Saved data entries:
= Beginning of Section =

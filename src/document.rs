//! Documents: the rows everything else is derived from
use std::fmt;
use std::rc::Rc;

/// Identifies a work (book, poem, author...) that several documents belong to
///
/// Cloning is cheap since every token row carries one.
#[derive(Debug, Clone, PartialEq, Eq, Hash, PartialOrd, Ord)]
pub struct SourceId(Rc<str>);

impl SourceId {
    pub fn as_str(&self) -> &str {
        &self.0
    }
}

impl fmt::Display for SourceId {
    fn fmt(&self, f: &mut fmt::Formatter) -> fmt::Result {
        f.write_str(&self.0)
    }
}

impl<'a> From<&'a str> for SourceId {
    fn from(name: &'a str) -> Self {
        SourceId(Rc::from(name))
    }
}

impl From<String> for SourceId {
    fn from(name: String) -> Self {
        SourceId(Rc::from(name))
    }
}

impl From<u32> for SourceId {
    fn from(id: u32) -> Self {
        SourceId::from(id.to_string())
    }
}

/// One line (or paragraph, or whole text) of a work
#[derive(Debug, Clone, PartialEq)]
pub struct Document {
    pub source_id: Option<SourceId>,
    pub text: String,
    /// Chapter number, only known after `sections::number_sections`
    pub section: Option<u32>,
}

impl Document {
    pub fn new<S: Into<String>>(source_id: Option<SourceId>, text: S) -> Self {
        Document { source_id: source_id, text: text.into(), section: None }
    }

    /// A document with no source, as for a bare string literal
    pub fn anonymous<S: Into<String>>(text: S) -> Self {
        Document::new(None, text)
    }

    /// Same document, placed in a section
    pub fn in_section(self, section: u32) -> Self {
        Document { section: Some(section), ..self }
    }
}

= End of Section =

#### Problem statement
Above are some records. Copy each of their lines that holds the string "SourceId".

#### Completed exercise
pub struct SourceId(Rc<str>);
impl SourceId {
impl fmt::Display for SourceId {
impl<'a> From<&'a str> for SourceId {
        SourceId(Rc::from(name))
impl From<String> for SourceId {
        SourceId(Rc::from(name))
impl From<u32> for SourceId {
        SourceId::from(id.to_string())
    pub source_id: Option<SourceId>,
    pub fn new<S: Into<String>>(source_id: Option<SourceId>, text: S) -> Self {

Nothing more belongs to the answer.